Some years ago, at the MathsJam Annual Gathering, David Singmaster ambled up to one of the other delegates. ‘Nice t-shirt,’ he said. The design showed the small robot from Star Wars, companion to C3PO, perhaps best known for his beeps and whistles. But instead of his usual cylindrical body, in its place was a Rubik's Cube, and printed underneath was the name: R2D2.
‘Yes!’ said the delegate, clearly delighted that someone had noticed, ‘But it's even cleverer than you might think. See, the robot's name is R2D2, but that's also a move in the notation we use for solving the cube!’

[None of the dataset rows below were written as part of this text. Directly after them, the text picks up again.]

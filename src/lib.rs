//! # SenML - Sensor Measurement Lists for Rust
//!
//! An implementation of the [SenML](https://tools.ietf.org/html/rfc8428) data
//! model: packs of sensor records that share a name prefix, a time offset, a
//! unit or a value offset through "base" fields on earlier records.
//!
//! ## Features
//!
//! - **Normalization**: resolve base fields into self-contained records, sorted by time
//! - **Equality**: the SenML record and pack comparison rules
//! - **Time conversion**: between `time::OffsetDateTime` and SenML time, including relative times
//! - **Multiple formats**: JSON, XML and CBOR codecs behind cargo features
//! - **Builder pattern**: ergonomic construction of compact packs
//!
//! ## Quick Start
//!
//! ```rust
//! use senml::{PackBuilder, Unit};
//!
//! let pack = PackBuilder::new()
//!     .base_name("urn:dev:ow:10e2073a01080063")
//!     .base_time(1.320067464e9)
//!     .base_unit(Unit::RELATIVE_HUMIDITY)
//!     .add_value("", 20.0)
//!     .add_measurement("", 20.3, 60.0)
//!     .build();
//!
//! let normalized = pack.normalize();
//! assert_eq!(normalized.records[1].time, 1.320067524e9);
//! assert_eq!(normalized.records[1].unit, Unit::RELATIVE_HUMIDITY);
//! ```
//!
//! ## SenML Data Model
//!
//! A pack is an array of records, where each record can contain:
//! - **Base fields**: apply to this and later records (bn, bt, bu, bv, bs, bver)
//! - **Record fields**: individual measurements (n, u, v, vs, vb, vd, s, t, ut)

pub mod builder;
pub mod config;
pub mod error;
pub mod normalize;
pub mod pack;
pub mod record;
pub mod timestamp;
pub mod units;

#[cfg(feature = "json")]
pub mod json;

#[cfg(feature = "xml")]
pub mod xml;

#[cfg(feature = "cbor")]
pub mod cbor;

// Re-export main types
pub use builder::{PackBuilder, TimeSeriesBuilder};
pub use config::{NormalizeConfig, SumAttribute, XmlConfig};
pub use error::{Result, SenMLError};
pub use pack::{Pack, packs_equal};
pub use record::{Measurement, Record, records_equal};
pub use timestamp::{MAX_RELATIVE_TIME, from_senml_time, resolve_relative_time, to_senml_time};
pub use units::Unit;
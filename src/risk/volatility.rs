use std::collections::HashMap;

use crate::execution::price_history::RollingWindow;

/// Rolling volatility per symbol
///
/// Keeps its own bounded window, independent of the price history store,
/// and reports the population standard deviation of simple returns as a
/// fraction (0.01 = 1%).
#[derive(Debug, Clone)]
pub struct VolatilityEstimator {
    windows: HashMap<String, RollingWindow>,
    window: usize,
}

impl VolatilityEstimator {
    pub fn new(window: usize) -> Self {
        Self {
            windows: HashMap::new(),
            window,
        }
    }

    /// Record a price and return the volatility over the current window
    pub fn update(&mut self, symbol: &str, price: f64) -> f64 {
        let window = self.window;
        let prices = self
            .windows
            .entry(symbol.to_string())
            .or_insert_with(|| RollingWindow::new(window));
        prices.push(price);

        calculate_volatility(&prices.to_vec())
    }

    /// Volatility of the current window without recording anything
    pub fn current(&self, symbol: &str) -> f64 {
        self.windows
            .get(symbol)
            .map(|prices| calculate_volatility(&prices.to_vec()))
            .unwrap_or(0.0)
    }

    pub fn window(&self) -> usize {
        self.window
    }
}

/// Population standard deviation of `(p[i] - p[i-1]) / p[i-1]`
///
/// Returns 0.0 for fewer than two prices.
pub fn calculate_volatility(prices: &[f64]) -> f64 {
    if prices.len() < 2 {
        return 0.0;
    }

    let returns: Vec<f64> = prices
        .windows(2)
        .map(|pair| (pair[1] - pair[0]) / pair[0])
        .collect();

    let n = returns.len() as f64;
    let mean = returns.iter().sum::<f64>() / n;
    let variance = returns.iter().map(|r| (r - mean).powi(2)).sum::<f64>() / n;

    variance.sqrt()
}
/// Calculate the Relative Strength Index (RSI) series with Wilder's smoothing
///
/// RSI measures the magnitude of recent price changes to evaluate
/// overbought or oversold conditions.
///
/// Values:
/// - RSI > 70: Overbought
/// - RSI < 30: Oversold
///
/// The first average gain/loss is the simple mean of the first `period`
/// changes; later averages use `(prev * (period - 1) + current) / period`.
/// Returns `prices.len() - period` values, the first aligned with
/// `prices[period]`. Empty on insufficient data.
pub fn calculate_rsi_series(prices: &[f64], period: usize) -> Vec<f64> {
    if period == 0 || prices.len() < period + 1 {
        return Vec::new();
    }

    // Calculate price changes
    let mut gains = Vec::with_capacity(prices.len() - 1);
    let mut losses = Vec::with_capacity(prices.len() - 1);
    for window in prices.windows(2) {
        let change = window[1] - window[0];
        if change > 0.0 {
            gains.push(change);
            losses.push(0.0);
        } else {
            gains.push(0.0);
            losses.push(change.abs());
        }
    }

    let period_f = period as f64;
    let mut avg_gain: f64 = gains[..period].iter().sum::<f64>() / period_f;
    let mut avg_loss: f64 = losses[..period].iter().sum::<f64>() / period_f;

    let mut series = Vec::with_capacity(gains.len() - period + 1);
    series.push(rsi_from_averages(avg_gain, avg_loss));

    for i in period..gains.len() {
        avg_gain = (avg_gain * (period_f - 1.0) + gains[i]) / period_f;
        avg_loss = (avg_loss * (period_f - 1.0) + losses[i]) / period_f;
        series.push(rsi_from_averages(avg_gain, avg_loss));
    }

    series
}

/// Calculate the latest RSI value
pub fn calculate_rsi(prices: &[f64], period: usize) -> Option<f64> {
    calculate_rsi_series(prices, period).last().copied()
}

fn rsi_from_averages(avg_gain: f64, avg_loss: f64) -> f64 {
    if avg_loss == 0.0 {
        return 100.0;
    }
    if avg_gain == 0.0 {
        return 0.0;
    }

    let rs = avg_gain / avg_loss;
    100.0 - (100.0 / (1.0 + rs))
}

#[cfg(test)]
mod tests {
    use super::*;

    #[test]
    fn test_rsi_calculation() {
        // Test with known values
        let prices = vec![
            44.0, 44.25, 44.5, 43.75, 44.0, 44.5, 45.0, 45.5, 45.25, 45.5, 46.0, 46.5, 46.25,
            46.0, 46.5,
        ];

        let rsi = calculate_rsi(&prices, 14);
        assert!(rsi.is_some());

        let rsi_value = rsi.unwrap();
        assert!(rsi_value > 0.0 && rsi_value < 100.0);
    }

    #[test]
    fn test_rsi_insufficient_data() {
        let prices = vec![100.0, 102.0, 101.0];
        let rsi = calculate_rsi(&prices, 14);
        assert!(rsi.is_none());
    }

    #[test]
    fn test_rsi_all_gains() {
        let prices = vec![100.0, 101.0, 102.0, 103.0, 104.0, 105.0];
        let rsi = calculate_rsi(&prices, 5);
        assert_eq!(rsi, Some(100.0)); // All gains = RSI 100
    }

    #[test]
    fn test_rsi_all_losses() {
        let prices = vec![105.0, 104.0, 103.0, 102.0, 101.0, 100.0];
        let rsi = calculate_rsi(&prices, 5);
        assert_eq!(rsi, Some(0.0));
    }

    #[test]
    fn test_rsi_wilder_smoothing() {
        // Changes: +1, -1, +1
        let prices = vec![10.0, 11.0, 10.0, 11.0];
        let series = calculate_rsi_series(&prices, 2);

        // Seed: gain 0.5, loss 0.5 -> 50
        // Next: gain (0.5 + 1) / 2 = 0.75, loss 0.25 -> RS 3 -> 75
        assert_eq!(series.len(), 2);
        assert!((series[0] - 50.0).abs() < 1e-9);
        assert!((series[1] - 75.0).abs() < 1e-9);
    }

    #[test]
    fn test_rsi_series_length() {
        let prices: Vec<f64> = (0..30).map(|i| 100.0 + (i % 4) as f64).collect();
        let series = calculate_rsi_series(&prices, 14);
        assert_eq!(series.len(), 16);
        assert!(series.iter().all(|&v| (0.0..=100.0).contains(&v)));
    }
}
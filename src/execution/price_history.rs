use std::collections::{HashMap, VecDeque};

/// Bounded FIFO window of prices for one symbol
#[derive(Debug, Clone)]
pub struct RollingWindow {
    prices: VecDeque<f64>,
    capacity: usize,
}

impl RollingWindow {
    pub fn new(capacity: usize) -> Self {
        Self {
            prices: VecDeque::with_capacity(capacity.saturating_add(1)),
            capacity,
        }
    }

    /// Append a price, evicting the oldest while over capacity
    pub fn push(&mut self, price: f64) {
        self.prices.push_back(price);

        while self.prices.len() > self.capacity {
            self.prices.pop_front();
        }
    }

    pub fn latest(&self) -> Option<f64> {
        self.prices.back().copied()
    }

    pub fn len(&self) -> usize {
        self.prices.len()
    }

    pub fn is_empty(&self) -> bool {
        self.prices.is_empty()
    }

    pub fn capacity(&self) -> usize {
        self.capacity
    }

    /// Prices oldest-first
    pub fn to_vec(&self) -> Vec<f64> {
        self.prices.iter().copied().collect()
    }

    pub fn iter(&self) -> impl Iterator<Item = &f64> {
        self.prices.iter()
    }
}

/// In-memory store of recent prices per symbol
///
/// Maintains a rolling window of prices for each symbol, created lazily
/// on the first observation.
#[derive(Debug, Clone)]
pub struct PriceHistory {
    data: HashMap<String, RollingWindow>,
    max_prices: usize,
}

impl PriceHistory {
    /// Create a new price history store
    ///
    /// # Arguments
    /// * `max_prices` - Maximum number of prices to keep per symbol
    pub fn new(max_prices: usize) -> Self {
        Self {
            data: HashMap::new(),
            max_prices,
        }
    }

    /// Record a price for a symbol
    ///
    /// If the window is full, removes the oldest price
    pub fn append(&mut self, symbol: &str, price: f64) {
        let max_prices = self.max_prices;
        self.data
            .entry(symbol.to_string())
            .or_insert_with(|| RollingWindow::new(max_prices))
            .push(price);
    }

    /// Most recent price for a symbol, `None` when nothing was recorded yet
    pub fn latest(&self, symbol: &str) -> Option<f64> {
        self.data.get(symbol).and_then(RollingWindow::latest)
    }

    /// All prices for a symbol, oldest first
    pub fn series(&self, symbol: &str) -> Vec<f64> {
        self.data
            .get(symbol)
            .map(RollingWindow::to_vec)
            .unwrap_or_default()
    }

    pub fn len(&self, symbol: &str) -> usize {
        self.data.get(symbol).map(RollingWindow::len).unwrap_or(0)
    }

    pub fn max_prices(&self) -> usize {
        self.max_prices
    }

    /// Symbols with at least one recorded price
    pub fn symbols(&self) -> Vec<String> {
        self.data.keys().cloned().collect()
    }
}

#[cfg(test)]
mod tests {
    use super::*;

    #[test]
    fn test_new_store() {
        let history = PriceHistory::new(100);
        assert_eq!(history.max_prices(), 100);
        assert!(history.symbols().is_empty());
    }

    #[test]
    fn test_latest_without_data() {
        let history = PriceHistory::new(100);
        assert_eq!(history.latest("XAUUSD"), None);
        assert!(history.series("XAUUSD").is_empty());
    }

    #[test]
    fn test_append_and_series() {
        let mut history = PriceHistory::new(100);

        history.append("BTC/USDT", 100.0);
        history.append("BTC/USDT", 101.0);
        history.append("BTC/USDT", 102.0);

        let series = history.series("BTC/USDT");
        assert_eq!(series, vec![100.0, 101.0, 102.0]);
        assert_eq!(history.latest("BTC/USDT"), Some(102.0));
    }

    #[test]
    fn test_capacity_evicts_oldest() {
        let mut history = PriceHistory::new(5);

        for i in 0..10 {
            history.append("BTC/USDT", 100.0 + i as f64);
        }

        let series = history.series("BTC/USDT");
        assert_eq!(series.len(), 5); // Should only keep last 5
        assert_eq!(series, vec![105.0, 106.0, 107.0, 108.0, 109.0]);
    }

    #[test]
    fn test_fifo_law_at_every_step() {
        let mut history = PriceHistory::new(3);
        let mut expected: VecDeque<f64> = VecDeque::new();

        for i in 0..20 {
            let price = i as f64;
            history.append("XAUUSD", price);
            expected.push_back(price);
            if expected.len() > 3 {
                expected.pop_front();
            }

            assert!(history.len("XAUUSD") <= 3);
            assert_eq!(history.series("XAUUSD"), Vec::from(expected.clone()));
        }
    }

    #[test]
    fn test_symbols_are_independent() {
        let mut history = PriceHistory::new(2);

        history.append("BTC/USDT", 100.0);
        history.append("XAUUSD", 2000.0);
        history.append("XAUUSD", 2001.0);
        history.append("XAUUSD", 2002.0);

        assert_eq!(history.series("BTC/USDT"), vec![100.0]);
        assert_eq!(history.series("XAUUSD"), vec![2001.0, 2002.0]);
        assert_eq!(history.symbols().len(), 2);
    }
}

David chatted with them for a while, during which time the truth slowly emerged. The notation in question is called the Singmaster notation, invented by David in late 1978 during his process of devising a method of solving (or restoring) the cube. And so the delight increased … to meet the man who'd brought a method of solving the cube to a world of enthusiasts ().
It's via the cube that most people will have encountered David, but if you met him in person it soon became clear that his interests went way beyond that one object. I don't remember when I first met him, but I remember spending some time with him at the Gathering For Gardner in 2008. He had a new (both to him and to me) toy that we call ‘The Ring on a Chain’. He was both practising how to do it, and delightedly showing it to anyone in range, sometimes even getting it right.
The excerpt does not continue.